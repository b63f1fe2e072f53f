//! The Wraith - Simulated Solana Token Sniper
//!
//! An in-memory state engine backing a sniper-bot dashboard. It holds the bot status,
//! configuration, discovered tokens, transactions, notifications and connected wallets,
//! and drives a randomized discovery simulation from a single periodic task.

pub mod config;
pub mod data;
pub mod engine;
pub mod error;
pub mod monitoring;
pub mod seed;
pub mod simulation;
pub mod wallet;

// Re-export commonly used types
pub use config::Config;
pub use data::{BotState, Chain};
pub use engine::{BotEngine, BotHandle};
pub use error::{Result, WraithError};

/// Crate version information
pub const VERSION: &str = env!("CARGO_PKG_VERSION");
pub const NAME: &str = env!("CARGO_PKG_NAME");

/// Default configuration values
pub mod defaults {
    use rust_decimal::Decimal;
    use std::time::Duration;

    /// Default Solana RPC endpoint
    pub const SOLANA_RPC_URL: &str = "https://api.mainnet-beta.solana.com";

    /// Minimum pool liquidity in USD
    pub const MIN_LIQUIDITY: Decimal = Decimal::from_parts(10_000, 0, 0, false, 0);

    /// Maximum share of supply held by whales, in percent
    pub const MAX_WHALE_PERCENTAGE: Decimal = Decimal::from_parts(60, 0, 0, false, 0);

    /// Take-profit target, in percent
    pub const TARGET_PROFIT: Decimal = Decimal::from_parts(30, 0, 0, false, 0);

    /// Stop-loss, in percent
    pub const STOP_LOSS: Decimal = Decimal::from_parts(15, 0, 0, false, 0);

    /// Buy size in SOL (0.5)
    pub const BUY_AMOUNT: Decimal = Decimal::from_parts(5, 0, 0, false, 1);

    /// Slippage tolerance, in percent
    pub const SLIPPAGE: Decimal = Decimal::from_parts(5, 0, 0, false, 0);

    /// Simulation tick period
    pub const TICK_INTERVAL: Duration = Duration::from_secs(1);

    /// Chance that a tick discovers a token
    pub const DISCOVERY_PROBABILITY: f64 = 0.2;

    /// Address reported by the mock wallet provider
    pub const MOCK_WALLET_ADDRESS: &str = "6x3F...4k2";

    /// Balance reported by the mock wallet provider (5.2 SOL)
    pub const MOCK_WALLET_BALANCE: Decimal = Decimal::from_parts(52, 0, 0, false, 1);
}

==================================================

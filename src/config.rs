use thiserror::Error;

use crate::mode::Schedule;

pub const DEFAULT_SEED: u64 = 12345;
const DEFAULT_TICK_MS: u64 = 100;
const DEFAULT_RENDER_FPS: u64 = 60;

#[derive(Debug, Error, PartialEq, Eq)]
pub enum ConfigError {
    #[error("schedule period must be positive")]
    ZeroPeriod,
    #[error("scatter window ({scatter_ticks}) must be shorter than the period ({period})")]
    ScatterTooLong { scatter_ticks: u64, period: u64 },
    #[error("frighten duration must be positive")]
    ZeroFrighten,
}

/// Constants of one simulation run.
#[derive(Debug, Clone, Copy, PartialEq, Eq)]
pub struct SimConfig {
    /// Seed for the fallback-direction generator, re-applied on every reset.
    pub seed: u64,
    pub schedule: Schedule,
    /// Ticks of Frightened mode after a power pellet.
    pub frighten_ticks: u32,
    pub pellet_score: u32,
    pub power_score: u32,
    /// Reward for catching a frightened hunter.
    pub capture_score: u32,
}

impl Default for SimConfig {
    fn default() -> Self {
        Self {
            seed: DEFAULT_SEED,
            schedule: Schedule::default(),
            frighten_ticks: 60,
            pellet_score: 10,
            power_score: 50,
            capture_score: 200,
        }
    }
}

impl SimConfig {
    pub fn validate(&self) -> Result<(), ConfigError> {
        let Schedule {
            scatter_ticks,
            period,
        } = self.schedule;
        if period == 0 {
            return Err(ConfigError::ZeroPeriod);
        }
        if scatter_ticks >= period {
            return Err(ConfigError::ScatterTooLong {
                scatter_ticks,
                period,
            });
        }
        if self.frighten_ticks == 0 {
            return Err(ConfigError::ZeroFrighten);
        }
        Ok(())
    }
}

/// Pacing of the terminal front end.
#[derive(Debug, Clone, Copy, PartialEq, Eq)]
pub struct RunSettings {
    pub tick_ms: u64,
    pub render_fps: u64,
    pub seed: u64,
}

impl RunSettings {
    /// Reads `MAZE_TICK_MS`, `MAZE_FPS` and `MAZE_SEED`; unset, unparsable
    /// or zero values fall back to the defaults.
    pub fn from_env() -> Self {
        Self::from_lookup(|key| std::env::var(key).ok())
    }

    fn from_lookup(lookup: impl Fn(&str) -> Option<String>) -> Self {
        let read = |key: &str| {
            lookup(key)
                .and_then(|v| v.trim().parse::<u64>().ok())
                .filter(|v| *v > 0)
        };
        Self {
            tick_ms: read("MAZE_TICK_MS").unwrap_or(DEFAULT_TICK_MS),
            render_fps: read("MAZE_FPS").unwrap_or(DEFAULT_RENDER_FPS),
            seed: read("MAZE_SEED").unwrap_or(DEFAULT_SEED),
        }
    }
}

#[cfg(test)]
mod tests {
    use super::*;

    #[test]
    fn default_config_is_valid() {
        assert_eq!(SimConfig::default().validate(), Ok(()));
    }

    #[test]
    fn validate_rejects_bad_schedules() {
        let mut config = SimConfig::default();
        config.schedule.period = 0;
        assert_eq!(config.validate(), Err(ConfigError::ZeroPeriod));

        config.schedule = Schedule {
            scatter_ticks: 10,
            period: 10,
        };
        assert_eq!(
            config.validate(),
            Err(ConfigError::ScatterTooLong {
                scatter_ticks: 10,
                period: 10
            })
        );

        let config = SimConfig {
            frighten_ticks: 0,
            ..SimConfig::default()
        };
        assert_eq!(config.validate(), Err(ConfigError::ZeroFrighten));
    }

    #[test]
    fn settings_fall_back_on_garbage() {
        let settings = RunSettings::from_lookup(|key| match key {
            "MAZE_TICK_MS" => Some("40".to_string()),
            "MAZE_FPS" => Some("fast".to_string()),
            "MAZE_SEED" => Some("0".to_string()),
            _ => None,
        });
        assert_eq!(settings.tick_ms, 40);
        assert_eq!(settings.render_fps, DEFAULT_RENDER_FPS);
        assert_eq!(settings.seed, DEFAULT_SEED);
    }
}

==================================================

Look above for the line with "pub const DISCOVERY_PROBABILITY: f64" and the line with "provider (5.2 SOL)"; transcribe both and all lines in between, exactly, and nothing else.

    pub const DISCOVERY_PROBABILITY: f64 = 0.2;

    /// Address reported by the mock wallet provider
    pub const MOCK_WALLET_ADDRESS: &str = "6x3F...4k2";

    /// Balance reported by the mock wallet provider (5.2 SOL)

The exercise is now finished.